In a similar vein, research in the field of MHPSS has also documented similar processes of knowledge creation and knowledge transfer using CBPR. More specifically, what has been called a “community-based mental health and psychosocial support”, is used widely across organisations with international esteem such as the Red Cross. Community-based approaches to MHPSS (CB MHPSS) in relation to conflict victims, refugees, asylum-seeking communities, etc. are thus based on the understanding that communities can be drivers of their own improvement and change and should be meaningfully involved in all stages of MHPSS responses. Emergency-affected people are first and foremost to be viewed as active participants in improving individual and collective well-being, rather than as passive users of services that are designed for them by others. Thus, using CB MHPSS approaches facilitate families, groups and communities to support and care for others in ways that encourage recovery and resilience (IMC & WHO 2019). They also contribute to restoring and/or strengthening those collective structures and systems essential to daily life and well-being (IMC & WHO 2019; Zautra et al. 2010)

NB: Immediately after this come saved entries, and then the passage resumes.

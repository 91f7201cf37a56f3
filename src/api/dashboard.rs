use crm_core::models::{DashboardOverview, PipelineResponse};
use crm_core::ApiResult;

use super::ApiClient;

impl ApiClient {
    pub async fn dashboard_overview(&self) -> ApiResult<DashboardOverview> {
        self.get("/dashboard/overview").await
    }

    pub async fn dashboard_pipeline(&self) -> ApiResult<PipelineResponse> {
        self.get("/dashboard/pipeline").await
    }
}
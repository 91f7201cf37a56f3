//! Auth Payloads

use serde::{Deserialize, Serialize};

/// Body of `POST /auth/login`
#[derive(Debug, Clone, Serialize)]
pub struct LoginRequest {
    pub tenant_slug: String,
    pub email: String,
    pub password: String,
}

/// Body of `POST /auth/register`
#[derive(Debug, Clone, Serialize)]
pub struct RegisterRequest {
    pub company_name: String,
    pub company_slug: String,
    pub admin_name: String,
    pub admin_email: String,
    pub admin_password: String,
}

#[derive(Debug, Clone, Deserialize)]
pub struct TokenResponse {
    pub access_token: String,
    #[serde(default)]
    pub token_type: String,
}
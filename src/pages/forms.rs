//! Forms Page
//!
//! Lead capture forms per website. The website picker starts on the first
//! website; switching it reloads the form list.

use crm_core::models::{display_date, Form, FormDraft, Website};
use crm_core::mutation::commit;
use crm_core::routes::form_path;
use crm_core::Remote;
use leptos::prelude::*;
use leptos::task::spawn_local;
use leptos_router::components::A;

use crate::browser::BrowserAlert;
use crate::components::RemoteView;
use crate::context::use_auth;
use crate::remote::{load, reload};

#[component]
pub fn FormsPage() -> impl IntoView {
    let auth = use_auth();
    let websites = RwSignal::new(Remote::<Vec<Website>>::Loading);
    let forms = RwSignal::new(Remote::<Vec<Form>>::Loading);
    let selected = RwSignal::new(None::<String>);
    let (new_name, set_new_name) = signal(String::new());

    let api = auth.api();
    load("Forms", websites, async move { api.list_websites().await });

    // Default to the first website once the list arrives
    Effect::new(move |_| {
        let first = websites.with(|w| w.ready().and_then(|list| list.first().map(|s| s.id.clone())));
        if selected.get_untracked().is_none() && first.is_some() {
            selected.set(first);
        }
    });

    Effect::new(move |_| {
        if let Some(website_id) = selected.get() {
            let api = auth.api();
            reload("Forms", forms, async move { api.list_forms(&website_id).await });
        }
    });

    let on_create = move |ev: web_sys::SubmitEvent| {
        ev.prevent_default();
        let name = new_name.get_untracked();
        let Some(website_id) = selected.get_untracked() else {
            return;
        };
        if name.trim().is_empty() {
            return;
        }
        let draft = FormDraft::contact_form(&name);
        let api = auth.api();
        spawn_local(async move {
            let _ = commit(api.create_form(&website_id, &draft), &BrowserAlert, "Failed to create form", |form| {
                set_new_name.set(String::new());
                // The picker may have moved on while the request was in flight
                if !still_selected(selected.get_untracked().as_deref(), &website_id) {
                    tracing::debug!("[Forms] Created {} for {}; not shown", form.id, website_id);
                    return;
                }
                forms.update(|remote| {
                    remote.update(|list| list.push(form));
                });
            })
            .await;
        });
    };

    view! {
        <div class="page">
            <h1 class="page-title">"Forms"</h1>
            <RemoteView state=websites render={move |sites: Vec<Website>| {
                if sites.is_empty() {
                    return view! { <p class="empty">"Add a website before creating forms."</p> }.into_any();
                }
                view! {
                    <div class="card toolbar">
                        <label class="field inline">
                            <span>"Website"</span>
                            <select on:change=move |ev| selected.set(Some(event_target_value(&ev)))>
                                {sites
                                    .into_iter()
                                    .map(|site| {
                                        let id = site.id.clone();
                                        view! {
                                            <option
                                                value=site.id.clone()
                                                selected=move || selected.with(|s| s.as_deref() == Some(id.as_str()))
                                            >
                                                {site.domain.clone()}
                                            </option>
                                        }
                                    })
                                    .collect_view()}
                            </select>
                        </label>
                        <form class="inline-form" on:submit=on_create>
                            <input
                                type="text"
                                placeholder="New form name"
                                prop:value=move || new_name.get()
                                on:input=move |ev| set_new_name.set(event_target_value(&ev))
                            />
                            <button type="submit" class="btn-primary">"Create Form"</button>
                        </form>
                    </div>
                    <RemoteView state=forms render={|list: Vec<Form>| {
                        if list.is_empty() {
                            return view! { <p class="empty">"No forms for this website."</p> }.into_any();
                        }
                        view! {
                            <div class="card list">
                                {list
                                    .into_iter()
                                    .map(|form| view! {
                                        <A href=form_path(&form.id) attr:class="list-row">
                                            <div class="list-main">
                                                <div class="list-title">{form.name.clone()}</div>
                                                <div class="list-sub">
                                                    {format!("{} fields", form.fields.len())}
                                                    " · created "
                                                    {display_date(&form.created_at)}
                                                </div>
                                            </div>
                                        </A>
                                    })
                                    .collect_view()}
                            </div>
                        }
                        .into_any()
                    }} />
                }
                .into_any()
            }} />
        </div>
    }
}

/// Whether a form created for `website_id` belongs in the list on screen
fn still_selected(selected: Option<&str>, website_id: &str) -> bool {
    selected == Some(website_id)
}

#[cfg(test)]
mod tests {
    use super::*;

    #[test]
    fn test_created_form_only_joins_its_own_website() {
        assert!(still_selected(Some("site-a"), "site-a"));
        assert!(!still_selected(Some("site-b"), "site-a"));
        assert!(!still_selected(None, "site-a"));
    }
}
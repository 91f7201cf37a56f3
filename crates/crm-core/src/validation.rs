//! Website Domain Validation
//!
//! Client-side check run before `POST /websites/`. The server validates
//! again; this only saves a round trip for obvious mistakes.

use std::sync::LazyLock;

use regex::Regex;

const RESERVED_DOMAINS: &[&str] = &["system", "admin", "internal", "__internal__", "localhost"];

static DOMAIN_RE: LazyLock<Regex> = LazyLock::new(|| {
    Regex::new(r"^[a-zA-Z0-9]([a-zA-Z0-9-]{0,61}[a-zA-Z0-9])?(\.[a-zA-Z]{2,})+$")
        .expect("domain pattern is valid")
});

/// Trim, lower-case, drop a scheme prefix and one trailing slash
pub fn sanitize_domain(input: &str) -> String {
    let lowered = input.trim().to_lowercase();
    let without_scheme = lowered
        .strip_prefix("https://")
        .or_else(|| lowered.strip_prefix("http://"))
        .unwrap_or(&lowered);
    without_scheme
        .strip_suffix('/')
        .unwrap_or(without_scheme)
        .to_string()
}

/// Validate an already-sanitised domain; `Err` carries the message to show
pub fn validate_domain(domain: &str) -> Result<(), &'static str> {
    if domain.is_empty() {
        return Err("Domain is required.");
    }
    if RESERVED_DOMAINS.contains(&domain) {
        return Err("This domain name is reserved.");
    }
    if !DOMAIN_RE.is_match(domain) {
        return Err("Invalid domain format. Example: example.com");
    }
    Ok(())
}

/// Sanitise then validate; returns the domain to submit
pub fn prepare_domain(input: &str) -> Result<String, &'static str> {
    let domain = sanitize_domain(input);
    validate_domain(&domain)?;
    Ok(domain)
}

#[cfg(test)]
mod tests {
    use super::*;

    #[test]
    fn test_reserved_rejected() {
        assert_eq!(prepare_domain("admin"), Err("This domain name is reserved."));
        assert_eq!(prepare_domain("LOCALHOST"), Err("This domain name is reserved."));
    }

    #[test]
    fn test_valid_domains() {
        assert_eq!(prepare_domain("example.com"), Ok("example.com".to_string()));
        assert_eq!(prepare_domain("my-store.co.uk"), Ok("my-store.co.uk".to_string()));
    }

    #[test]
    fn test_invalid_format() {
        assert_eq!(
            prepare_domain("not a domain"),
            Err("Invalid domain format. Example: example.com")
        );
        assert!(prepare_domain("example").is_err());
        assert!(prepare_domain("-bad.com").is_err());
        assert!(prepare_domain("example.c").is_err());
        assert_eq!(prepare_domain("   "), Err("Domain is required."));
    }

    #[test]
    fn test_scheme_and_slash_stripped() {
        assert_eq!(sanitize_domain("https://example.com/"), "example.com");
        assert_eq!(sanitize_domain(" HTTP://Example.com "), "example.com");
        assert_eq!(prepare_domain("https://example.com/"), Ok("example.com".to_string()));
    }
}
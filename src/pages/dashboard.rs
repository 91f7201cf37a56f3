//! Dashboard Page
//!
//! Overview totals and the pipeline bar chart, fetched together.

use crm_core::models::{bar_percent, format_money, DashboardOverview, PipelineStage};
use crm_core::{ApiError, Remote};
use leptos::prelude::*;

use crate::components::{RemoteView, StatCard};
use crate::context::use_auth;
use crate::remote::load;

#[derive(Debug, Clone, PartialEq)]
struct DashboardData {
    overview: DashboardOverview,
    pipeline: Vec<PipelineStage>,
}

#[component]
pub fn DashboardPage() -> impl IntoView {
    let auth = use_auth();
    let state = RwSignal::new(Remote::<DashboardData>::Loading);

    let api = auth.api();
    load("Dashboard", state, async move {
        let (overview, pipeline) =
            futures::try_join!(api.dashboard_overview(), api.dashboard_pipeline())?;
        Ok::<_, ApiError>(DashboardData { overview, pipeline: pipeline.into_stages() })
    });

    view! {
        <div class="page">
            <h1 class="page-title">"Dashboard"</h1>
            <RemoteView state=state render=|data: DashboardData| view! {
                <div class="stat-grid">
                    <StatCard title="Total Contacts" value=data.overview.total_contacts.to_string() />
                    <StatCard title="Active Deals" value=data.overview.active_deals.to_string() />
                    <StatCard title="Pipeline Value" value=format_money(data.overview.pipeline_value) />
                </div>
                <PipelineChart stages=data.pipeline />
            } />
        </div>
    }
}

#[component]
fn PipelineChart(stages: Vec<PipelineStage>) -> impl IntoView {
    let max = stages.iter().map(|s| s.count).max().unwrap_or(0);

    view! {
        <section class="card">
            <h2>"Pipeline"</h2>
            {if stages.is_empty() {
                view! { <p class="empty">"No deals yet."</p> }.into_any()
            } else {
                stages
                    .into_iter()
                    .map(|stage| {
                        let width = format!("width: {:.1}%", bar_percent(stage.count, max));
                        view! {
                            <div class="pipeline-row">
                                <span class="pipeline-label">{stage.stage.clone()}</span>
                                <div class="pipeline-track">
                                    <div class="pipeline-bar" style=width></div>
                                </div>
                                <span class="pipeline-count">{stage.count}</span>
                            </div>
                        }
                    })
                    .collect_view()
                    .into_any()
            }}
        </section>
    }
}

The strong link between the ways that humanitarian aid is delivered and the well-being of those who receive it is often understood to be the promotion of meaningful participation, the respect of religious and cultural practices and the empowerment of the ability of affected people to holistically promote their well-being. This is central to a correct understanding of CB MHPSS - if the goal is to improve psychosocial well-being, not only is the “what” type of services to be delivered, but also the “how” type, i.e., to involve people throughout the whole implementation process (UNICEF 2018). This involvement can have different gradations, ranging from informing, consulting, involving, collaborating, and empowering. Something similar has been highlighted by the recently completed EU-funded project FOCUS (Horizon 2020, No. 822401), which aimed at deepening in the understanding of critical dimensions of integration. While doing this FOCUS developed the ‘FOCUS approach to dynamic integration’, composed by four interrelated core aspects: mental health & psychosocial support; arriving & receiving communities; participatory & co-creative approaches, and multi-stakeholder partnerships & coordination (IFRC PS Centre 2022).

In sum, it appears that the successful socio-emotional integration of refugees, asylum-seekers, and migrants in host communities is dependent not solely on the nature of educational/MHPSS interventions, but also on their own involvement in the process. Thus, the end-users must be truly conceived as active and dynamic agents in the whole implementation process, and their human agency - acknowledged. Doing this requires a significant and sustained collaboration between all stakeholders, including researchers, grounded in egalitarian dialogue. This is the approach that the REFUGE-ED project is embracing, using as mirror model the procedures followed for the SEAs’ co-creation and scale up worldwide.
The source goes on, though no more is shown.